Angesichts der massiven Kritik an Dämmstoffen auf Mineralölbasis denken immer mehr Wohnungsunternehmen über ökologische Alternativen nach. Geht es um die Dämmung der obersten Geschossdecke, werden sie schnell fündig. Soll die Fassade gedämmt werden, gestaltet sich die Suche schon schwieriger.
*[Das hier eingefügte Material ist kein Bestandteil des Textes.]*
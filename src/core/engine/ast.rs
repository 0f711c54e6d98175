//! Expression tree for the symbolic engine
//!
//! Values are kept exact: numeric literals are rationals with 64-bit
//! numerator and denominator, and matrices are rectangular grids of
//! sub-expressions. Nothing in this module evaluates anything; folding
//! happens in `simplify`.

use std::fmt;

use crate::utils::error::{CalcError, CalcResult};

/// An exact rational number. Always normalized: positive denominator,
/// numerator and denominator coprime.
#[derive(Debug, Clone, Copy, PartialEq, Eq)]
pub struct Rational {
    num: i64,
    den: i64,
}

impl Rational {
    pub const ZERO: Rational = Rational { num: 0, den: 1 };
    pub const ONE: Rational = Rational { num: 1, den: 1 };

    /// Create a rational, normalizing sign and common factors.
    pub fn new(num: i64, den: i64) -> CalcResult<Self> {
        if den == 0 {
            return Err(CalcError::eval("division by zero"));
        }
        Self::from_i128(num as i128, den as i128)
    }

    /// Create an integer-valued rational.
    pub fn integer(n: i64) -> Self {
        Rational { num: n, den: 1 }
    }

    fn from_i128(num: i128, den: i128) -> CalcResult<Self> {
        debug_assert!(den != 0);
        let sign = if den < 0 { -1 } else { 1 };
        let g = {
            let mut a = num.abs();
            let mut b = den.abs();
            while b != 0 {
                let t = a % b;
                a = b;
                b = t;
            }
            a.max(1)
        };
        let num = sign * num / g;
        let den = (den / g).abs();
        let num = i64::try_from(num).map_err(|_| CalcError::eval("numeric overflow"))?;
        let den = i64::try_from(den).map_err(|_| CalcError::eval("numeric overflow"))?;
        Ok(Rational { num, den })
    }

    pub fn numerator(&self) -> i64 {
        self.num
    }

    pub fn denominator(&self) -> i64 {
        self.den
    }

    pub fn is_zero(&self) -> bool {
        self.num == 0
    }

    pub fn is_one(&self) -> bool {
        self.num == 1 && self.den == 1
    }

    pub fn is_integer(&self) -> bool {
        self.den == 1
    }

    pub fn is_negative(&self) -> bool {
        self.num < 0
    }

    /// The integer value, if this rational is one.
    pub fn as_integer(&self) -> Option<i64> {
        if self.den == 1 {
            Some(self.num)
        } else {
            None
        }
    }

    /// Negation. Errors when the numerator is `i64::MIN`, whose negation
    /// does not fit.
    pub fn neg(&self) -> CalcResult<Self> {
        Self::from_i128(-(self.num as i128), self.den as i128)
    }

    pub fn checked_add(&self, other: &Rational) -> CalcResult<Self> {
        let num = self.num as i128 * other.den as i128 + other.num as i128 * self.den as i128;
        let den = self.den as i128 * other.den as i128;
        Self::from_i128(num, den)
    }

    pub fn checked_sub(&self, other: &Rational) -> CalcResult<Self> {
        self.checked_add(&other.neg()?)
    }

    pub fn checked_mul(&self, other: &Rational) -> CalcResult<Self> {
        let num = self.num as i128 * other.num as i128;
        let den = self.den as i128 * other.den as i128;
        Self::from_i128(num, den)
    }

    pub fn checked_div(&self, other: &Rational) -> CalcResult<Self> {
        if other.is_zero() {
            return Err(CalcError::eval("division by zero"));
        }
        let num = self.num as i128 * other.den as i128;
        let den = self.den as i128 * other.num as i128;
        Self::from_i128(num, den)
    }

    /// Raise to an integer power by repeated squaring.
    pub fn checked_pow(&self, exp: i64) -> CalcResult<Self> {
        let mut base = if exp < 0 {
            Rational::ONE.checked_div(self)?
        } else {
            *self
        };
        let mut remaining = exp.unsigned_abs();
        let mut result = Rational::ONE;
        while remaining > 0 {
            if remaining & 1 == 1 {
                result = result.checked_mul(&base)?;
            }
            remaining >>= 1;
            if remaining > 0 {
                base = base.checked_mul(&base)?;
            }
        }
        Ok(result)
    }

    /// The exact square root, if both numerator and denominator are
    /// perfect squares.
    pub fn exact_sqrt(&self) -> Option<Rational> {
        if self.num < 0 {
            return None;
        }
        let num = isqrt_exact(self.num)?;
        let den = isqrt_exact(self.den)?;
        Some(Rational { num, den })
    }
}

fn isqrt_exact(n: i64) -> Option<i64> {
    if n < 0 {
        return None;
    }
    let root = (n as f64).sqrt().round() as i64;
    for candidate in root.saturating_sub(1)..=root + 1 {
        if candidate >= 0 && candidate.checked_mul(candidate) == Some(n) {
            return Some(candidate);
        }
    }
    None
}

impl fmt::Display for Rational {
    fn fmt(&self, f: &mut fmt::Formatter<'_>) -> fmt::Result {
        if self.den == 1 {
            write!(f, "{}", self.num)
        } else {
            write!(f, "{}/{}", self.num, self.den)
        }
    }
}

/// A rectangular grid of sub-expressions, stored row-major.
///
/// Construction enforces that all rows have the same column count. The grid
/// itself is inert; matrix arithmetic lives in `simplify`.
#[derive(Debug, Clone, PartialEq)]
pub struct Matrix {
    rows: usize,
    cols: usize,
    data: Vec<Expr>,
}

impl Matrix {
    /// Build a matrix from rows, rejecting ragged input.
    pub fn from_rows(rows: Vec<Vec<Expr>>) -> CalcResult<Self> {
        let row_count = rows.len();
        let cols = rows.first().map(|r| r.len()).unwrap_or(0);
        let mut data = Vec::with_capacity(row_count * cols);
        for row in rows {
            if row.len() != cols {
                return Err(CalcError::parse("matrix rows have unequal lengths"));
            }
            data.extend(row);
        }
        Ok(Matrix {
            rows: row_count,
            cols,
            data,
        })
    }

    /// Build a matrix cell by cell.
    pub fn from_fn<F>(rows: usize, cols: usize, mut f: F) -> CalcResult<Self>
    where
        F: FnMut(usize, usize) -> CalcResult<Expr>,
    {
        let mut data = Vec::with_capacity(rows * cols);
        for r in 0..rows {
            for c in 0..cols {
                data.push(f(r, c)?);
            }
        }
        Ok(Matrix { rows, cols, data })
    }

    pub fn rows(&self) -> usize {
        self.rows
    }

    pub fn cols(&self) -> usize {
        self.cols
    }

    pub fn shape(&self) -> (usize, usize) {
        (self.rows, self.cols)
    }

    pub fn get(&self, row: usize, col: usize) -> &Expr {
        &self.data[row * self.cols + col]
    }

    /// Iterate over rows as slices.
    pub fn row_slices(&self) -> impl Iterator<Item = &[Expr]> {
        self.data.chunks(self.cols.max(1)).take(self.rows)
    }
}

/// A symbolic expression.
#[derive(Debug, Clone, PartialEq)]
pub enum Expr {
    /// An exact numeric literal
    Number(Rational),
    /// A free symbol; single-character names render bare, longer names
    /// render as control sequences
    Symbol(String),
    /// A sum of two or more terms
    Add(Vec<Expr>),
    /// A product of two or more factors
    Mul(Vec<Expr>),
    /// A quotient, rendered as `\frac`
    Div(Box<Expr>, Box<Expr>),
    /// A power
    Pow(Box<Expr>, Box<Expr>),
    /// A square root
    Sqrt(Box<Expr>),
    /// A matrix literal
    Matrix(Matrix),
}

impl Expr {
    pub fn integer(n: i64) -> Self {
        Expr::Number(Rational::integer(n))
    }

    pub fn symbol(name: impl Into<String>) -> Self {
        Expr::Symbol(name.into())
    }

    pub fn as_number(&self) -> Option<Rational> {
        match self {
            Expr::Number(r) => Some(*r),
            _ => None,
        }
    }

    pub fn is_zero(&self) -> bool {
        matches!(self, Expr::Number(r) if r.is_zero())
    }
}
Die Auswahl an Dämmstoffen für die Dämmung eines Gebäudes ist riesig. Vorherrschend sind Mineralwolle – auf sie entfällt der Löwenanteil des Dammstoffmarktes – sowie Polystyrol (EPS), Polyurethan und Polystyrol-Extruder-Schaumstoffe (XPS) auf Mineralölbasis. Sonstige Materialien – allen voran Holz und Zellulose – machen nach den schon älteren Zahlen des Gesamtverbands Dämmstoffindustrie (GDI) aus dem Jahr 2011 gerade einmal 4 % des Marktes aus (siehe Grafik).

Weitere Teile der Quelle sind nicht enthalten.